Chapter 4

Chapter 4

Section 4.1 (Interval Scheduling)

This section deals with the Interval Scheduling problem, and implements a greedy algorithm to solve it.

The interval scheduling problem deals with scheduling job requests. We want to schedule as many jobs as possible, but to do so we need to pick only jobs that do not overlap. Each given job has a beginning and end time.

The solution to this problem is deceptively simple: we start with the request that has the earliest end time possible. Then, we delete all requests that conflict with this accepted request. Then we choose the job that has the next earliest end time. We repeat this algorithm until there are not more requests to either delete or accept, and the accepted jobs are the optimal set. It is important to distinguish that this algorithm works because all jobs have the same value, so our only concern is taking on the highest number of jobs.

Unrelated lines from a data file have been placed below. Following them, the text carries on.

//! # CLI Layer
//!
//! The CLI layer is the **only** place in the codebase that:
//! - Knows about terminal I/O (stdout, stderr)
//! - Handles argument parsing
//! - Formats output for human consumption
//!
//! ## Responsibilities
//!
//! 1. **Argument Parsing**: shell arguments become [`Commands`] via clap
//! 2. **Context Setup**: data directory, config and API via [`initialize`]
//! 3. **Dispatch**: one `handle_*` function per command
//! 4. **Output Formatting**: `render.rs`
//! 5. **Error Handling**: errors bubble up to `main`, which prints them and exits 1

use super::logging;
use super::render::{
    print_messages, render_banner, render_config, render_draft_list, render_markdown,
};
use super::setup::{Cli, Commands, ConfigCommands, RepoArgs};
use clap::Parser;
use drafthubapp::config::{default_config_path, set_value, unset_value, DrafthubConfig, KEYS};
use drafthubapp::error::{DrafthubError, Result};
use drafthubapp::init::{initialize, DrafthubContext};
use drafthubapp::model::{DraftId, PublishCredentials};
use drafthubapp::remote::FileSource;
use std::path::Path;

pub async fn run() -> Result<()> {
    let cli = Cli::parse();
    logging::init(cli.verbose, cli.log_json);

    let Cli {
        command,
        data,
        config,
        ..
    } = cli;
    let context = || initialize(data.clone(), config.clone());

    match command.unwrap_or(Commands::List) {
        Commands::List => handle_list(&context()?).await,
        Commands::Add { title, body } => handle_add(&context()?, &title, &body).await,
        Commands::Edit { id, title, body } => handle_edit(&context()?, id, &title, &body).await,
        Commands::Delete { id } => handle_delete(&context()?, id).await,
        Commands::Publish { repo, token } => handle_publish(&context()?, repo, token).await,
        Commands::Show { repo, path } => handle_show(&context()?, repo, path).await,
        // Does not build the context, so a broken setting can still be fixed.
        Commands::Config { action } => {
            let path = config.clone().unwrap_or_else(default_config_path);
            handle_config(&path, action)
        }
    }
}

async fn handle_list(ctx: &DrafthubContext) -> Result<()> {
    let result = ctx.api.list_drafts().await?;
    print!("{}", render_draft_list(&result.listed_drafts));
    print_messages(&result.messages);
    Ok(())
}

async fn handle_add(ctx: &DrafthubContext, title: &str, body: &str) -> Result<()> {
    let result = ctx.api.add_draft(title, body).await?;
    print_messages(&result.messages);
    handle_list(ctx).await
}

async fn handle_edit(ctx: &DrafthubContext, id: DraftId, title: &str, body: &str) -> Result<()> {
    let result = ctx.api.update_draft(id, title, body).await?;
    print_messages(&result.messages);
    handle_list(ctx).await
}

async fn handle_delete(ctx: &DrafthubContext, id: DraftId) -> Result<()> {
    let result = ctx.api.delete_draft(id).await?;
    print_messages(&result.messages);
    handle_list(ctx).await
}

async fn handle_publish(
    ctx: &DrafthubContext,
    repo: RepoArgs,
    token: Option<String>,
) -> Result<()> {
    let credentials = publish_credentials(&ctx.config, repo, token);
    let mut result = ctx.api.publish_all(&credentials).await?;
    print_messages(&result.messages);

    let succeeded = ctx.api.take_publish_success();
    if succeeded && !result.published_paths.is_empty() {
        print!(
            "{}",
            render_banner("All drafts published. Draft list cleared.")
        );
    }
    handle_list(ctx).await?;
    result.take_failure()
}

async fn handle_show(ctx: &DrafthubContext, repo: RepoArgs, path: Option<String>) -> Result<()> {
    let source = markdown_source(&ctx.config, repo, path)?;
    let result = ctx
        .api
        .fetch_markdown(&source, ctx.config.token.as_deref())
        .await?;
    if let Some(markdown) = &result.markdown {
        print!("{}", render_markdown(markdown));
    }
    print_messages(&result.messages);
    Ok(())
}

fn handle_config(path: &Path, action: Option<ConfigCommands>) -> Result<()> {
    match action {
        None => {
            let config = DrafthubConfig::load(path)?;
            let mut entries = Vec::with_capacity(KEYS.len());
            for key in KEYS {
                entries.push((*key, config.display_value(key)?));
            }
            print!("{}", render_config(&entries));
            println!("# {}", path.display());
        }
        Some(ConfigCommands::Get { key }) => {
            let config = DrafthubConfig::load(path)?;
            println!("{}", config.display_value(&key)?);
        }
        Some(ConfigCommands::Set { key, value }) => {
            set_value(path, &key, &value)?;
            println!("Set {} in {}", key, path.display());
        }
        Some(ConfigCommands::Unset { key }) => {
            if unset_value(path, &key)? {
                println!("Removed {} from {}", key, path.display());
            } else {
                println!("{} was not set in {}", key, path.display());
            }
        }
    }
    Ok(())
}

/// Flags win over environment and config file.
fn publish_credentials(
    config: &DrafthubConfig,
    repo: RepoArgs,
    token: Option<String>,
) -> PublishCredentials {
    let mut config = config.clone();
    if repo.owner.is_some() {
        config.owner = repo.owner;
    }
    if repo.repo.is_some() {
        config.repo = repo.repo;
    }
    if token.is_some() {
        config.token = token;
    }
    config.credentials()
}

fn markdown_source(
    config: &DrafthubConfig,
    repo: RepoArgs,
    path: Option<String>,
) -> Result<FileSource> {
    let mut config = config.clone();
    if repo.owner.is_some() {
        config.source_owner = repo.owner;
    }
    if repo.repo.is_some() {
        config.source_repo = repo.repo;
    }
    if let Some(path) = path {
        config.source_path = path;
    }
    config.markdown_source().ok_or_else(|| {
        DrafthubError::Config(
            "no repository to read from: pass --owner and --repo, or set source_owner and source_repo"
                .to_string(),
        )
    })
}
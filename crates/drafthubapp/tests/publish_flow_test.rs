//! End-to-end publish against a file-backed store and a scripted remote.

use async_trait::async_trait;
use drafthubapp::api::DraftsApi;
use drafthubapp::error::DrafthubError;
use drafthubapp::model::PublishCredentials;
use drafthubapp::publish::{PublishCoordinator, PublishTarget};
use drafthubapp::remote::{ContentApi, FileSource, PutFileRequest, RemoteFailure};
use drafthubapp::store::fs_backend::FsBackend;
use drafthubapp::store::DraftStore;
use std::sync::Mutex;
use tempfile::TempDir;

/// Accepts writes until `reject_after` successes, then answers 422.
struct ScriptedRemote {
    reject_after: Option<usize>,
    written: Mutex<Vec<String>>,
}

impl ScriptedRemote {
    fn new(reject_after: Option<usize>) -> Self {
        Self {
            reject_after,
            written: Mutex::new(Vec::new()),
        }
    }

    fn written(&self) -> Vec<String> {
        self.written.lock().unwrap().clone()
    }
}

#[async_trait]
impl ContentApi for ScriptedRemote {
    async fn put_file(
        &self,
        request: &PutFileRequest,
        _credentials: &PublishCredentials,
    ) -> Result<(), RemoteFailure> {
        let mut written = self.written.lock().unwrap();
        if Some(written.len()) == self.reject_after {
            return Err(RemoteFailure::status(422, "Invalid request"));
        }
        written.push(request.path.clone());
        Ok(())
    }

    async fn fetch_raw(
        &self,
        _source: &FileSource,
        _token: Option<&str>,
    ) -> Result<String, RemoteFailure> {
        Err(RemoteFailure::status(404, "Not Found"))
    }
}

fn api(dir: &TempDir, remote: ScriptedRemote) -> DraftsApi<FsBackend, ScriptedRemote> {
    DraftsApi::new(
        DraftStore::with_backend(FsBackend::in_dir(dir.path())),
        PublishCoordinator::new(remote, PublishTarget::default()),
    )
}

fn creds() -> PublishCredentials {
    PublishCredentials::new("octo", "blog", "tok")
}

#[tokio::test]
async fn full_publish_clears_the_file() {
    let dir = TempDir::new().unwrap();
    let api = api(&dir, ScriptedRemote::new(None));
    api.add_draft("Hello World", "content").await.unwrap();
    api.add_draft("Second Post", "more").await.unwrap();

    let mut result = api.publish_all(&creds()).await.unwrap();
    assert!(result.take_failure().is_ok());
    assert_eq!(
        api.publisher().remote().written(),
        vec!["contents/Hello-World.md", "contents/Second-Post.md"]
    );

    // A fresh store over the same file sees the cleared collection.
    let reopened = DraftStore::with_backend(FsBackend::in_dir(dir.path()));
    assert!(reopened.list().await.is_empty());
    assert!(api.take_publish_success());
}

#[tokio::test]
async fn partial_publish_keeps_the_file_intact() {
    let dir = TempDir::new().unwrap();
    let api = api(&dir, ScriptedRemote::new(Some(1)));
    api.add_draft("First", "1").await.unwrap();
    api.add_draft("Second", "2").await.unwrap();
    api.add_draft("Third", "3").await.unwrap();

    let mut result = api.publish_all(&creds()).await.unwrap();
    let err = result.take_failure().unwrap_err();
    assert_eq!(err.to_string(), "Failed to publish Second: 422 - Invalid request");

    assert_eq!(api.publisher().remote().written(), vec!["contents/First.md"]);
    assert_eq!(api.list_drafts().await.unwrap().listed_drafts.len(), 3);
    assert!(!api.take_publish_success());
}

#[tokio::test]
async fn missing_owner_never_reaches_the_remote() {
    let dir = TempDir::new().unwrap();
    let api = api(&dir, ScriptedRemote::new(None));
    api.add_draft("Hello", "world").await.unwrap();

    let err = api
        .publish_all(&PublishCredentials::new("", "blog", "tok"))
        .await
        .unwrap_err();
    assert!(matches!(err, DrafthubError::MissingCredentials(ref parts) if parts == &vec!["owner"]));
    assert!(api.publisher().remote().written().is_empty());
}
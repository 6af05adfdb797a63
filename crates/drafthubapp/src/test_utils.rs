use crate::model::PublishCredentials;
use crate::remote::{ContentApi, FileSource, PutFileRequest, RemoteFailure};
use async_trait::async_trait;
use std::collections::HashMap;
use std::sync::{Mutex, MutexGuard};

#[derive(Default)]
struct FakeState {
    puts: Vec<PutFileRequest>,
    files: HashMap<String, Vec<u8>>,
    failures: HashMap<String, RemoteFailure>,
    fetches: Vec<FileSource>,
}

/// Recording stand-in for the GitHub Contents API.
///
/// Successful writes land in an in-memory "repository" keyed by path, so
/// overwrite behaviour can be asserted. Paths registered with [`fail_path`]
/// answer with the given failure instead.
///
/// [`fail_path`]: FakeContentApi::fail_path
#[derive(Default)]
pub struct FakeContentApi {
    state: Mutex<FakeState>,
}

impl FakeContentApi {
    pub fn new() -> Self {
        Self::default()
    }

    /// Make writes to `path` fail with an HTTP status.
    pub fn fail_path(&self, path: &str, status: u16, message: &str) {
        self.fail_path_with(path, RemoteFailure::status(status, message));
    }

    pub fn fail_path_with(&self, path: &str, failure: RemoteFailure) {
        self.lock().failures.insert(path.to_string(), failure);
    }

    /// Seed a file for `fetch_raw`.
    pub fn put_existing(&self, path: &str, content: &str) {
        self.lock()
            .files
            .insert(path.to_string(), content.as_bytes().to_vec());
    }

    pub fn put_calls(&self) -> Vec<PutFileRequest> {
        self.lock().puts.clone()
    }

    pub fn put_count(&self) -> usize {
        self.lock().puts.len()
    }

    pub fn fetch_calls(&self) -> Vec<FileSource> {
        self.lock().fetches.clone()
    }

    pub fn file(&self, path: &str) -> Option<Vec<u8>> {
        self.lock().files.get(path).cloned()
    }

    fn lock(&self) -> MutexGuard<'_, FakeState> {
        self.state.lock().unwrap_or_else(|e| e.into_inner())
    }
}

#[async_trait]
impl ContentApi for FakeContentApi {
    async fn put_file(
        &self,
        request: &PutFileRequest,
        _credentials: &PublishCredentials,
    ) -> Result<(), RemoteFailure> {
        let mut state = self.lock();
        state.puts.push(request.clone());
        if let Some(failure) = state.failures.get(&request.path) {
            return Err(failure.clone());
        }
        state
            .files
            .insert(request.path.clone(), request.content.clone());
        Ok(())
    }

    async fn fetch_raw(
        &self,
        source: &FileSource,
        _token: Option<&str>,
    ) -> Result<String, RemoteFailure> {
        let mut state = self.lock();
        state.fetches.push(source.clone());
        match state.files.get(&source.path) {
            Some(bytes) => Ok(String::from_utf8_lossy(bytes).into_owned()),
            None => Err(RemoteFailure::status(404, "Not Found")),
        }
    }
}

This section then goes on to prove that this algorithm is optimal. First, it proves by induction that no two accepted jobs overlap (f(i_r) =< (f(j_r)). Then, it proves by contradiction that the set the greedy algorithm returns is optimal by contradiction. With these two points proven, we can now say that the solution returned is correct and optimal. This algorithm runs in O(n log n).

This section also describes the Interval Partitioning problem, which is similar to the Interval Scheduling problem. This algorithm mostly operates under the same processes described above, except when two jobs overlap, the conflicting jobs are put onto different “resources” (think scheduling lectures in two different classrooms). Therefore, the optimal number of “resources” needed to schedule the jobs is equal to the maximum number of overlapping jobs at any one point in time.

Section 4.2 (Minimize Lateness)

For this problem, we have a single resource at our disposal (like in the Interval Scheduling problem). All jobs have deadlines instead of start and end times, and requires a certain amount of unbroken time to complete the job. Therefore, each job must be scheduled in non-overlapping intervals. We try to minimize the amount of time any job is submitted past its deadline (lateness).

To solve this problem with a greedy algorithm, we must simply sort the jobs in order of their deadlines. The intuition is to make sure jobs with earlier deadlines get completed sooner than jobs with later deadlines.

This section proves that the greedy algorithm is optimal by proving four essential components of the problem. First, we prove that there is an optimal schedule with no idle time. Next, we prove that all schedules with no inversions (a job with an earlier deadline being scheduled AFTER a job with a later one) and no idle time have the same maximum lateness. We prove this via a direct proof stating that the ordering of jobs with the same deadline does not determine lateness. Then, we prove that there is an OPTIMAL schedule with no inversions and no idle time. We do this by direct proof. To conclude the section, we prove that the schedule produced by our greedy algorithm has the optimal maximum lateness. This proof builds off the proofs we completed above: because we proved that there is an optimal schedule with no inversions, and that all schedules with no inversions have the same maximum lateness, the schedule our algorithm returns MUST be optimal.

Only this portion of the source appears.